■ What you need to do:
The word "CameraRig" occurs in some lines of the data. Return each such line.

■ Information supplied:
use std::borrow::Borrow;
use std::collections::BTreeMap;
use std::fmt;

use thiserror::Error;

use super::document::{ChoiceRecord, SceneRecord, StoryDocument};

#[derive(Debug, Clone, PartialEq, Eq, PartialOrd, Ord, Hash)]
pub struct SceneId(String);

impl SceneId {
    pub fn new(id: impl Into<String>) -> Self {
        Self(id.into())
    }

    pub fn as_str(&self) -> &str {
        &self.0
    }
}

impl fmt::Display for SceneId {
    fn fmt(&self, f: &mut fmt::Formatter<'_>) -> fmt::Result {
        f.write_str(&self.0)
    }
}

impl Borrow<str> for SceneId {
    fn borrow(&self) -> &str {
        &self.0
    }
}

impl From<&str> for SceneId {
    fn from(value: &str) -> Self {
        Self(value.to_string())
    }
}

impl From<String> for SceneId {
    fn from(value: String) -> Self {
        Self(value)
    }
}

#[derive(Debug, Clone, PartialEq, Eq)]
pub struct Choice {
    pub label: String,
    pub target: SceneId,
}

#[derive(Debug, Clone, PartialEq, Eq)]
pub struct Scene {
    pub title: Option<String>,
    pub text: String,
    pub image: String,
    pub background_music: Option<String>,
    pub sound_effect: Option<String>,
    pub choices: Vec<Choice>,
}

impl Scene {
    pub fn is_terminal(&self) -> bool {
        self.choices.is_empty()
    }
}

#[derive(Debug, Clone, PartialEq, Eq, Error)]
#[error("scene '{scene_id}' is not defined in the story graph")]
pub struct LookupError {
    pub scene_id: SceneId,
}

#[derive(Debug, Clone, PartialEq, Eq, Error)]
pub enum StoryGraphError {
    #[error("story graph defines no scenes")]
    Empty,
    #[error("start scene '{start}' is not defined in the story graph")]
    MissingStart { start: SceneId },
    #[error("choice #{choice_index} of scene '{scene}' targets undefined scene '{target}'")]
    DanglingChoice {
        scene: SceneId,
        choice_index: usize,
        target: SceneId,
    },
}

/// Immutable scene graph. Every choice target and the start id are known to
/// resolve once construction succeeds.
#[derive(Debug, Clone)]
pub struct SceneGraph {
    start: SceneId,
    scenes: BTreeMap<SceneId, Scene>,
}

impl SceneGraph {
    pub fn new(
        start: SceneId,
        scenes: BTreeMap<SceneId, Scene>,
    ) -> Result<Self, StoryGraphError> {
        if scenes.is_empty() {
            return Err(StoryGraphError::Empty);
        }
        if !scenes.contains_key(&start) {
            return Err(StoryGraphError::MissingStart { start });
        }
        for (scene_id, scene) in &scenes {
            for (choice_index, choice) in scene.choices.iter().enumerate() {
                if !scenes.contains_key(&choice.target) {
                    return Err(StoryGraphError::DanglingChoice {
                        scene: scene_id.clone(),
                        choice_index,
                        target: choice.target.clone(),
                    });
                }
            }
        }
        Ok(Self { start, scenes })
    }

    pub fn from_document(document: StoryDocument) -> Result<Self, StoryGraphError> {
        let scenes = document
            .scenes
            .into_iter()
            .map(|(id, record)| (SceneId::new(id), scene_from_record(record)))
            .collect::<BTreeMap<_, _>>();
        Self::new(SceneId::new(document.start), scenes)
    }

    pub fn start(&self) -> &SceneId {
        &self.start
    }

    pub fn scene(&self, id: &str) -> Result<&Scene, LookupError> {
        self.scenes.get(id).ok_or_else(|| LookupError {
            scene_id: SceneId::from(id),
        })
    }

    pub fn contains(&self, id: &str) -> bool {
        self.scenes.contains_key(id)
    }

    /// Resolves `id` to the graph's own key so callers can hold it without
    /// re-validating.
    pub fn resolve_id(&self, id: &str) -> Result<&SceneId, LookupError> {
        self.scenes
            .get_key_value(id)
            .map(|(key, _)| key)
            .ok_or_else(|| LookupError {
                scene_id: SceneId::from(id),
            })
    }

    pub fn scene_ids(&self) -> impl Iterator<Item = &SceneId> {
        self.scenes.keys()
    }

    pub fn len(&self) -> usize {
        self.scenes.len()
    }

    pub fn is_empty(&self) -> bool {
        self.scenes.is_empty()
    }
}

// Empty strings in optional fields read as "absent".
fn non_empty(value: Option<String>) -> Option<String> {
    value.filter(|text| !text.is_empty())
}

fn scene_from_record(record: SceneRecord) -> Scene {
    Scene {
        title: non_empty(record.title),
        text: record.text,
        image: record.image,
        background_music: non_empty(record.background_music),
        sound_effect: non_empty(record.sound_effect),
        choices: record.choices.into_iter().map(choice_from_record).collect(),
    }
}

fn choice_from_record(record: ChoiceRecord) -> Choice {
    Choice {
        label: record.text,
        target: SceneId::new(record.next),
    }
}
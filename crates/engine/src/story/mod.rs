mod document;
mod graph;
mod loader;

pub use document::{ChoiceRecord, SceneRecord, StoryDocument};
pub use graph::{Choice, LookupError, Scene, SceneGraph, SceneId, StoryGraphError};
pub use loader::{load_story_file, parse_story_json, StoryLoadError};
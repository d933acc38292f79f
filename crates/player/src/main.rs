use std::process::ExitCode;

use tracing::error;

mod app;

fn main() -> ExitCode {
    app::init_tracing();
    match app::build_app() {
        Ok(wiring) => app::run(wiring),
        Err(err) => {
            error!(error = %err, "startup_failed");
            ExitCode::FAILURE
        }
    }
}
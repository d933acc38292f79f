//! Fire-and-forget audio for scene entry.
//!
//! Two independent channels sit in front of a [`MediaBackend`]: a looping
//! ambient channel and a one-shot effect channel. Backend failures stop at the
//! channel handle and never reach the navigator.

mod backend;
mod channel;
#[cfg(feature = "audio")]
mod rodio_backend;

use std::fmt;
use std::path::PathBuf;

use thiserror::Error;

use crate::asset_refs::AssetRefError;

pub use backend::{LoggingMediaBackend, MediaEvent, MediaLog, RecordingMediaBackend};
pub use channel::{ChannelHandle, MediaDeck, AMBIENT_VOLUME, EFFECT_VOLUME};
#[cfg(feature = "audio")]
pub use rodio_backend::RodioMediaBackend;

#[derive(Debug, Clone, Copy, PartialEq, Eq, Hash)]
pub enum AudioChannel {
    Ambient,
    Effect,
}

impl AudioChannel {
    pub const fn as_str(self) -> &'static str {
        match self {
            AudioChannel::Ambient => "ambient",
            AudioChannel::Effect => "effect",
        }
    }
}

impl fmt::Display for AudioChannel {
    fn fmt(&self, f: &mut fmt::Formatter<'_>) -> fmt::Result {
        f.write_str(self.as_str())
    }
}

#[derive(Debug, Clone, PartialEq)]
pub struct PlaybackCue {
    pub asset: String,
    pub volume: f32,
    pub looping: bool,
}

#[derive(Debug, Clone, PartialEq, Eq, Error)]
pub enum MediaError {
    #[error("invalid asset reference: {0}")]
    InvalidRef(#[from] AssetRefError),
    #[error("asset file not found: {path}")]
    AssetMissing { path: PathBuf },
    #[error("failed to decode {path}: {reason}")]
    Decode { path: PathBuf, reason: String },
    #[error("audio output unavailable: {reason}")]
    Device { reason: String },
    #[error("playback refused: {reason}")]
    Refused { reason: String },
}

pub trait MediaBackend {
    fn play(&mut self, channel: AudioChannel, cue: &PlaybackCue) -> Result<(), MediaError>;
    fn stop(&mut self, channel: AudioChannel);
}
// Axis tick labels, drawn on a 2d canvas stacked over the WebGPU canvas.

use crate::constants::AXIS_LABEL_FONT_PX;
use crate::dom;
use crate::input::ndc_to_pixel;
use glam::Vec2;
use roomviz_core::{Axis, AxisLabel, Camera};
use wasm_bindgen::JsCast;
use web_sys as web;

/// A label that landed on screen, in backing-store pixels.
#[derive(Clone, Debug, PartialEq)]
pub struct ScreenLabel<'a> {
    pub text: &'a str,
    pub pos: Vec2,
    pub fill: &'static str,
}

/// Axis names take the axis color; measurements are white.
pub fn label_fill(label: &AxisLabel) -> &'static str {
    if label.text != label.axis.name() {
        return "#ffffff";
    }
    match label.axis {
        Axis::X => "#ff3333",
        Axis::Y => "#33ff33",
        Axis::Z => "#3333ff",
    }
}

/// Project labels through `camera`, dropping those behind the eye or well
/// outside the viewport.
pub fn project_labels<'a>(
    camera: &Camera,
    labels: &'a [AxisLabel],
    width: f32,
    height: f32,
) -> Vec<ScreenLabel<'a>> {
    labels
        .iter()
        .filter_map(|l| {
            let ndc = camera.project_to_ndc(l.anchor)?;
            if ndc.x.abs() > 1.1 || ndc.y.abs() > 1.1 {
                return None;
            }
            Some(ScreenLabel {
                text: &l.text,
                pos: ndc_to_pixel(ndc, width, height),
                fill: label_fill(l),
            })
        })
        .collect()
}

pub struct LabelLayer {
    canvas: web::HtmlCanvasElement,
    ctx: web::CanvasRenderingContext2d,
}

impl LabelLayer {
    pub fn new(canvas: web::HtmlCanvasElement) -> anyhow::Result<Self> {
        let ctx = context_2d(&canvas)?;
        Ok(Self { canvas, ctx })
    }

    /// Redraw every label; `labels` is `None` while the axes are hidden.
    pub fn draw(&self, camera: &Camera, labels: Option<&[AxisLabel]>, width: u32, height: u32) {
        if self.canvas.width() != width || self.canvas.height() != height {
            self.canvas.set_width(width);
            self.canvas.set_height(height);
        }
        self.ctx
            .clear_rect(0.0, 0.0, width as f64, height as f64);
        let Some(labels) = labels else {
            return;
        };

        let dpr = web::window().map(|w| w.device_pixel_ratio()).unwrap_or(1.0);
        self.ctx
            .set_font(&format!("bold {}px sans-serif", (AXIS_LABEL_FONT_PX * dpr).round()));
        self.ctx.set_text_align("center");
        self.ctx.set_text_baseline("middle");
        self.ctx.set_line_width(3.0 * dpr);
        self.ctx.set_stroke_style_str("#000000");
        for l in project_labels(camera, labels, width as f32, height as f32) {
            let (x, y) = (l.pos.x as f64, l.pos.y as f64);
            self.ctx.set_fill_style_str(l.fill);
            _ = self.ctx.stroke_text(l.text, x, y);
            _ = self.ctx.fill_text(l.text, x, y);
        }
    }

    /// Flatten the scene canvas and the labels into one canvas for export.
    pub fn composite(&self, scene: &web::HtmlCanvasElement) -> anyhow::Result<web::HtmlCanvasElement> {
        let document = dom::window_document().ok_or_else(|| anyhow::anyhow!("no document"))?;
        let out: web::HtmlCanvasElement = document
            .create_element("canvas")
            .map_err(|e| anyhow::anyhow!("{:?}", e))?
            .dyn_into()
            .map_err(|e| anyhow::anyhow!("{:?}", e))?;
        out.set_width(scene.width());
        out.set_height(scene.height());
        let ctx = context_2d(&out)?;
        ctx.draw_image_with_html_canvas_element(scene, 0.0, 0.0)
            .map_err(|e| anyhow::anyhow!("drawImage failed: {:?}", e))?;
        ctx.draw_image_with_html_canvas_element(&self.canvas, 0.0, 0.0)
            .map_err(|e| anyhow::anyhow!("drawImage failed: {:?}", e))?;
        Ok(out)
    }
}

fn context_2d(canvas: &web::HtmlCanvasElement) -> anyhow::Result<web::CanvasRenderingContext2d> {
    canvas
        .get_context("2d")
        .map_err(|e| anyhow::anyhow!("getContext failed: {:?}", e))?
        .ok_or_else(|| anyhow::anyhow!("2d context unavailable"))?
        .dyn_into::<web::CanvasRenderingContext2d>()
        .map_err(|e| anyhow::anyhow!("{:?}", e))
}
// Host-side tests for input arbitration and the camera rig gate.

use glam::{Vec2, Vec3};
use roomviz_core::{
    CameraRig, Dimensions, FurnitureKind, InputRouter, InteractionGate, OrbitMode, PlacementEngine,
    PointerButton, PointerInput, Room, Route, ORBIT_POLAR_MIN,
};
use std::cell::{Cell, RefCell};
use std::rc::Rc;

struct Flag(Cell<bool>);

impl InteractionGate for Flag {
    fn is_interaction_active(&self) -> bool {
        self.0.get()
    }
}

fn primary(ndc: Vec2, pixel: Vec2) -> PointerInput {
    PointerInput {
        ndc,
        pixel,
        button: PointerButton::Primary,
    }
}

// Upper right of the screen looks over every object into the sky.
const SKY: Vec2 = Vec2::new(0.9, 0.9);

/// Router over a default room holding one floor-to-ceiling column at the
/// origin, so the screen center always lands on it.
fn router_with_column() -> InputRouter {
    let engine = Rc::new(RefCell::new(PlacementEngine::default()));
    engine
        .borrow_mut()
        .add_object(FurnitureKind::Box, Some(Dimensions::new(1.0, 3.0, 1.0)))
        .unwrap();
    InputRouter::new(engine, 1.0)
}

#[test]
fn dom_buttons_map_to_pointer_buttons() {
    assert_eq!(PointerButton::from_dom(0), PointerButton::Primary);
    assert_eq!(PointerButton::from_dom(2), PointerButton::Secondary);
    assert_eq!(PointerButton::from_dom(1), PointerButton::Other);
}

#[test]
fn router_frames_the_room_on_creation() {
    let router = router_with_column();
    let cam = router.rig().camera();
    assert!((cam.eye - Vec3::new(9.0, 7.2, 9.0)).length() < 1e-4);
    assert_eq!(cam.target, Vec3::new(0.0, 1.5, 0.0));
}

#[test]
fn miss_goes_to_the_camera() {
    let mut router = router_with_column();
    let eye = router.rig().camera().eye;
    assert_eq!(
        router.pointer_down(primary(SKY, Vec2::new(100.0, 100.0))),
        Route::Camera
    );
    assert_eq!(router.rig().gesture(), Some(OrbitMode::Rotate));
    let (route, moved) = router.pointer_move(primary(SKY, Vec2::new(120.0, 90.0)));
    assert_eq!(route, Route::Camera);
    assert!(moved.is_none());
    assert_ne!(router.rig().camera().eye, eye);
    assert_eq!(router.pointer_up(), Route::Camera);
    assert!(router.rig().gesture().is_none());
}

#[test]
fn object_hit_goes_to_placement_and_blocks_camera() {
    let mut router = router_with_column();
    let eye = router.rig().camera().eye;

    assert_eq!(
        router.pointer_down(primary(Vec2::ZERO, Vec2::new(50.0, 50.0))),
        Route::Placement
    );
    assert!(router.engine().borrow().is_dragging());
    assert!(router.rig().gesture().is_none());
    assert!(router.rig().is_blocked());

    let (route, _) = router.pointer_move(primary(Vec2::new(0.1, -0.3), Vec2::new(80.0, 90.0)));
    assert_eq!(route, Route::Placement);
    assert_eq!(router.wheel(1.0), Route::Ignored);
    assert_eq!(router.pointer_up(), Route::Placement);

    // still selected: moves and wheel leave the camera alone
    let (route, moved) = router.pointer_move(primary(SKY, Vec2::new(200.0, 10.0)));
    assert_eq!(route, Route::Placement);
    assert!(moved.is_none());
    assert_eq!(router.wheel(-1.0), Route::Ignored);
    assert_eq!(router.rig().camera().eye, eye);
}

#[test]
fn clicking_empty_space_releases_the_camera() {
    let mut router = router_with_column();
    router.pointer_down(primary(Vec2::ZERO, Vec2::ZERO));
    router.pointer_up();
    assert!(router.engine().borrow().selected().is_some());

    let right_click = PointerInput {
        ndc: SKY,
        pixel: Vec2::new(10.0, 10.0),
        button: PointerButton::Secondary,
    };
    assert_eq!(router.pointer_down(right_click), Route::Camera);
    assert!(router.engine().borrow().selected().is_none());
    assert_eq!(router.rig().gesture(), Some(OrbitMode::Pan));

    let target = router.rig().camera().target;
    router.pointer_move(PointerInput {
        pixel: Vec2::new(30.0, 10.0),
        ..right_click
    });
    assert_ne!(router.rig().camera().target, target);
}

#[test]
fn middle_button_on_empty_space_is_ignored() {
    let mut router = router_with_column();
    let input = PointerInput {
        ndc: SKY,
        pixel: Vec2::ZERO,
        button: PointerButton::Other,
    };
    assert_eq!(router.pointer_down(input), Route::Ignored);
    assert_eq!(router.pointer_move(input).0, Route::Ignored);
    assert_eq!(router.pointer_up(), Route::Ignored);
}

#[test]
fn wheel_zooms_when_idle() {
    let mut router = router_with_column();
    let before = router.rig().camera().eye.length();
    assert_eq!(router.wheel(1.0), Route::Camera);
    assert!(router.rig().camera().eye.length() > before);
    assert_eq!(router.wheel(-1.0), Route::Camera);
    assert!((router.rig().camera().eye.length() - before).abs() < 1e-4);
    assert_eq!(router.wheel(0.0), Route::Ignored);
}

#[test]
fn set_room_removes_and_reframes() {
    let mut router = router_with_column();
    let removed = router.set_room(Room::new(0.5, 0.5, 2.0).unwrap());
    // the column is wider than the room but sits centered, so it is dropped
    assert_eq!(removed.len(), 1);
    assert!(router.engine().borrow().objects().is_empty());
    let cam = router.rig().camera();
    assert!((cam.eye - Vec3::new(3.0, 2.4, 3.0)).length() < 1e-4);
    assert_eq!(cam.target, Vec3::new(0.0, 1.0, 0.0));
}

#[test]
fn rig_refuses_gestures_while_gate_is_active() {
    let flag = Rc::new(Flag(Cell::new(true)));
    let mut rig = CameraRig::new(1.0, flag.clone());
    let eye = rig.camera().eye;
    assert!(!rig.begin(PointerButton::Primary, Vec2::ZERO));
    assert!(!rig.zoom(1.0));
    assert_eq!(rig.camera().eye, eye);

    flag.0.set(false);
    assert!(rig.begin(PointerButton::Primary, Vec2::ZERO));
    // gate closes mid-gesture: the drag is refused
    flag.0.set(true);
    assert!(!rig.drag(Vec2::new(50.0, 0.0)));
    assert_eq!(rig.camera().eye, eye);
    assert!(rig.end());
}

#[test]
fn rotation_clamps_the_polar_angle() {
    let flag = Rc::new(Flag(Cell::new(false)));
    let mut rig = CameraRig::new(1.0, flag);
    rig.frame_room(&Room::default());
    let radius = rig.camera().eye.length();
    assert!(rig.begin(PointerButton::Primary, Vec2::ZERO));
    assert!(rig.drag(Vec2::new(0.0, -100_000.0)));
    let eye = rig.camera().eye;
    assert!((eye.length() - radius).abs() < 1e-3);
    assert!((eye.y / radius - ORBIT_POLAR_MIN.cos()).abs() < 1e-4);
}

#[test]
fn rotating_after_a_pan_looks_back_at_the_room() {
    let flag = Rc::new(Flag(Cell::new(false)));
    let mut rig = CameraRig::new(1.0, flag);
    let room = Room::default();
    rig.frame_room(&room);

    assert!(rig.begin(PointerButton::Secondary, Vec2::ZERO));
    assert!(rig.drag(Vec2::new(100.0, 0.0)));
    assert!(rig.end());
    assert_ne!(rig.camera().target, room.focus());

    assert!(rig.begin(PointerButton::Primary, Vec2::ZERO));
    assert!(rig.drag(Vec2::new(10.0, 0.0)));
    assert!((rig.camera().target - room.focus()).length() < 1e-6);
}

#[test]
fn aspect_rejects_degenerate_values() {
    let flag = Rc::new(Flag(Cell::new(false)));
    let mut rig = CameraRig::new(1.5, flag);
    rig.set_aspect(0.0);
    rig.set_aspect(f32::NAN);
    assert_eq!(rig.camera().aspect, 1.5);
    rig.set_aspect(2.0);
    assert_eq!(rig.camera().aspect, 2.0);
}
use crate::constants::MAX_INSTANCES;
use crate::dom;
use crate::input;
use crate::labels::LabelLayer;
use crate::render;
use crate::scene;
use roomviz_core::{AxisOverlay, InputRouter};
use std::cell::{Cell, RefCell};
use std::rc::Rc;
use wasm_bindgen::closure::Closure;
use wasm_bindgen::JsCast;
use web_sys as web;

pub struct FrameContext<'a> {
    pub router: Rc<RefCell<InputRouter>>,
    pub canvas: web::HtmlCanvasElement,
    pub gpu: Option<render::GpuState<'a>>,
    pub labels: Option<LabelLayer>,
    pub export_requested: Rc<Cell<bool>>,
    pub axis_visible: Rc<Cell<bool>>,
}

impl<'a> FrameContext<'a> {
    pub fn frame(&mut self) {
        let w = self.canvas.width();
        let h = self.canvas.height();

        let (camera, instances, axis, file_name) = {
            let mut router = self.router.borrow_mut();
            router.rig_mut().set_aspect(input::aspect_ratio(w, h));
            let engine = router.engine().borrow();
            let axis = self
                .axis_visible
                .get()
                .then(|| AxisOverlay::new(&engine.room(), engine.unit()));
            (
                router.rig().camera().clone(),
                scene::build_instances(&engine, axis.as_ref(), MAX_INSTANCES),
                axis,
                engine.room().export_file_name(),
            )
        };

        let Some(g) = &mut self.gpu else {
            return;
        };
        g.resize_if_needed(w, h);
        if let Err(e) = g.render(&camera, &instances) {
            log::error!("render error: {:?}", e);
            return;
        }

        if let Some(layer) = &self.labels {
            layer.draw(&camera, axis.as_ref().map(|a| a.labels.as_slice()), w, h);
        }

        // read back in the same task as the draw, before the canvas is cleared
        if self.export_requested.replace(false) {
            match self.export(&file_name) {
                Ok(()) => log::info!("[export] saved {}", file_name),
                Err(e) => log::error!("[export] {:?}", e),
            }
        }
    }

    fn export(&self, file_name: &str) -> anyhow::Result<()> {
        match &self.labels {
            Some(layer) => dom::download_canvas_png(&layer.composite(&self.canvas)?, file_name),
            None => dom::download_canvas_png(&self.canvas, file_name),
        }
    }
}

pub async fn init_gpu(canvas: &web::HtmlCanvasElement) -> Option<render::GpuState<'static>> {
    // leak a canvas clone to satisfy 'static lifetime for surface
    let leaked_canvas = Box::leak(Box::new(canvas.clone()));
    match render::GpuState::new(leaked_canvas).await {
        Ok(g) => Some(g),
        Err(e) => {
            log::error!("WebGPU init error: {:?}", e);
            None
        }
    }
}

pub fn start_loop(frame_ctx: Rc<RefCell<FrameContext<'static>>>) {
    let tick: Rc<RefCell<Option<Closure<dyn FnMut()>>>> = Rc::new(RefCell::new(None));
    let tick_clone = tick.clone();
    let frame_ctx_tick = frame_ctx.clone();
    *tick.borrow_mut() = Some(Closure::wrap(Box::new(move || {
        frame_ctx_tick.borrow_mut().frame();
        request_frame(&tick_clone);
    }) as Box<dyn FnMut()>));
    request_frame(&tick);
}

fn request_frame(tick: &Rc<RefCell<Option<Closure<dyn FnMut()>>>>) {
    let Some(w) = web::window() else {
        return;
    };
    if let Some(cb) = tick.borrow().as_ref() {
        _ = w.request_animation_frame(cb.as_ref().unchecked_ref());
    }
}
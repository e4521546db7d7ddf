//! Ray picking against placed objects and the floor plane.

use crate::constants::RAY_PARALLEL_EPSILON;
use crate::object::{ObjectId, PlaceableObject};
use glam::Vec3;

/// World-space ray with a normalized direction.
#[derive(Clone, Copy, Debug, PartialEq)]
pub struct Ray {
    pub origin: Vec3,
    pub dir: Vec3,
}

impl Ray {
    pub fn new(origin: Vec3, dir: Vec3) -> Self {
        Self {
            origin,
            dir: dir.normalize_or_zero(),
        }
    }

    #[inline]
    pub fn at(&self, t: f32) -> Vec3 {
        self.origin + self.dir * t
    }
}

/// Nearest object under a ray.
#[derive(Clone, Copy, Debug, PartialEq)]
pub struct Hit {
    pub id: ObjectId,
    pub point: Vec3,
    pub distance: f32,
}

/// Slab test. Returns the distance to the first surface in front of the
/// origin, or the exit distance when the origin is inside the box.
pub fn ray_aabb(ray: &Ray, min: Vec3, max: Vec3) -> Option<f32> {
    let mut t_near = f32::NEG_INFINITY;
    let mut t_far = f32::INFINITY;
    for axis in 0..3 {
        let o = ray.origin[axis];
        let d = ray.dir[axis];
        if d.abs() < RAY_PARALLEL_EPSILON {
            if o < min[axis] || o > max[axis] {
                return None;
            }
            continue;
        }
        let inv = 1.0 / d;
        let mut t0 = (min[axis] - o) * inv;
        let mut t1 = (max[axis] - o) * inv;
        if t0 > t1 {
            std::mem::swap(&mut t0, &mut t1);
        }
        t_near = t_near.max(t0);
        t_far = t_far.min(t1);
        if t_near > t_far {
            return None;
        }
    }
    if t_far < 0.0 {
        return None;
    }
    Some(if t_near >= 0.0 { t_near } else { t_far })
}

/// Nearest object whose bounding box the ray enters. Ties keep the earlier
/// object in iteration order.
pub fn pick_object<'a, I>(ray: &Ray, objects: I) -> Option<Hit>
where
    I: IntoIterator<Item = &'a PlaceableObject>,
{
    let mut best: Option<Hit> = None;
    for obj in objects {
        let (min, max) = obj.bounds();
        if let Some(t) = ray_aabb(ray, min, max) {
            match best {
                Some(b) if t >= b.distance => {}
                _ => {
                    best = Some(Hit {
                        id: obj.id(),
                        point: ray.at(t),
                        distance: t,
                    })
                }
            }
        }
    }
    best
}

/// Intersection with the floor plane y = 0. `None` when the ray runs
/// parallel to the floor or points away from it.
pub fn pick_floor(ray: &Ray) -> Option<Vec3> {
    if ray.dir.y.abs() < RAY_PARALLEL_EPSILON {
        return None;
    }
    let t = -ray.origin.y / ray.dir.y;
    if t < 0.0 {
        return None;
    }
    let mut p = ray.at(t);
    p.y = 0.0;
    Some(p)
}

■ Result of this exercise:
    CameraRig, Dimensions, FurnitureKind, InputRouter, InteractionGate, OrbitMode, PlacementEngine,
    let mut rig = CameraRig::new(1.0, flag.clone());
    let mut rig = CameraRig::new(1.0, flag);
    let mut rig = CameraRig::new(1.0, flag);
    let mut rig = CameraRig::new(1.5, flag);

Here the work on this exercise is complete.